- _Assignment_:
Could you set down exactly the lines in the records below between the line holding "pub mod nav;" and the line holding "pub fn document()", inclusive?

(Stored items)
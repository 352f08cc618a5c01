//! Browser-side behavior for the Charon site, compiled to WASM and loaded on
//! every page: gallery lightbox, mobile nav toggle, theme switcher, and the
//! confirm guard for destructive actions.

pub mod app;
pub mod components;
pub mod config;
pub mod confirm;
pub mod dom;
pub mod error;
pub mod nav;
pub mod state;
pub mod theme;

pub use app::boot;
pub use error::{Result, UiError};
use crate::error::{Result, UiError};
use wasm_bindgen::prelude::*;
use wasm_bindgen::JsCast;
use web_sys::{Document, Element, Event, EventTarget, HtmlElement, Window};

pub fn window() -> Result<Window> {
    web_sys::window().ok_or(UiError::NoWindow)
}

pub fn document() -> Result<Document> {
    window()?.document().ok_or(UiError::NoDocument)
}

pub fn body(document: &Document) -> Result<HtmlElement> {
    document.body().ok_or(UiError::NoBody)
}

pub fn query(document: &Document, selector: &str) -> Result<Option<Element>> {
    Ok(document.query_selector(selector)?)
}

/// All matches of `selector` that are of type `T`, in document order.
pub fn query_all<T: JsCast>(document: &Document, selector: &str) -> Result<Vec<T>> {
    let list = document.query_selector_all(selector)?;
    Ok((0..list.length())
        .filter_map(|i| list.item(i))
        .filter_map(|node| node.dyn_into::<T>().ok())
        .collect())
}

/// Registers `handler` for the page lifetime.
pub fn on<F>(target: &EventTarget, event: &str, handler: F) -> Result<()>
where
    F: FnMut(Event) + 'static,
{
    let closure = Closure::wrap(Box::new(handler) as Box<dyn FnMut(Event)>);
    target.add_event_listener_with_callback(event, closure.as_ref().unchecked_ref())?;
    closure.forget();
    Ok(())
}

/// True when the event landed on the element the listener is attached to
/// rather than on one of its descendants.
pub fn is_direct_target(event: &Event) -> bool {
    match (event.target(), event.current_target()) {
        (Some(target), Some(current)) => JsValue::from(target) == JsValue::from(current),
        _ => false,
    }
}

pub fn set_scroll_lock(body: &HtmlElement, locked: bool) -> Result<()> {
    let style = body.style();
    if locked {
        style.set_property("overflow", "hidden")?;
    } else {
        style.remove_property("overflow")?;
    }
    Ok(())
}

pub fn set_root_attribute(document: &Document, name: &str, value: &str) -> Result<()> {
    let root = document.document_element().ok_or(UiError::NoDocument)?;
    root.set_attribute(name, value)?;
    Ok(())
}
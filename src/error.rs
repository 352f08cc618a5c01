use thiserror::Error;
use wasm_bindgen::JsValue;

/// Failures that stop a feature from being wired into the page.
///
/// Missing *optional* markup (no gallery, no theme control) is not an error;
/// those features simply stay inactive.
#[derive(Debug, Error)]
pub enum UiError {
    #[error("no global window object")]
    NoWindow,
    #[error("window has no document")]
    NoDocument,
    #[error("document has no body element")]
    NoBody,
    #[error("DOM call failed: {0}")]
    Js(String),
    #[error("invalid site config: {0}")]
    Config(#[from] serde_json::Error),
}

impl From<JsValue> for UiError {
    fn from(value: JsValue) -> Self {
        UiError::Js(value.as_string().unwrap_or_else(|| format!("{value:?}")))
    }
}

pub type Result<T> = std::result::Result<T, UiError>;

#[cfg(test)]
mod tests {
    use super::*;

    #[test]
    fn config_error_wraps_serde_message() {
        let err = serde_json::from_str::<serde_json::Value>("{").unwrap_err();
        let ui: UiError = err.into();
        assert!(matches!(ui, UiError::Config(_)));
        assert!(ui.to_string().starts_with("invalid site config:"));
    }

    #[test]
    fn display_messages() {
        assert_eq!(UiError::NoBody.to_string(), "document has no body element");
        assert_eq!(
            UiError::Js("TypeError".to_string()).to_string(),
            "DOM call failed: TypeError"
        );
    }
}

- _Result of this exercise_:
pub mod nav;
pub mod state;
pub mod theme;

pub use app::boot;
pub use error::{Result, UiError};
use crate::error::{Result, UiError};
use wasm_bindgen::prelude::*;
use wasm_bindgen::JsCast;
use web_sys::{Document, Element, Event, EventTarget, HtmlElement, Window};

pub fn window() -> Result<Window> {
    web_sys::window().ok_or(UiError::NoWindow)
}

pub fn document() -> Result<Document> {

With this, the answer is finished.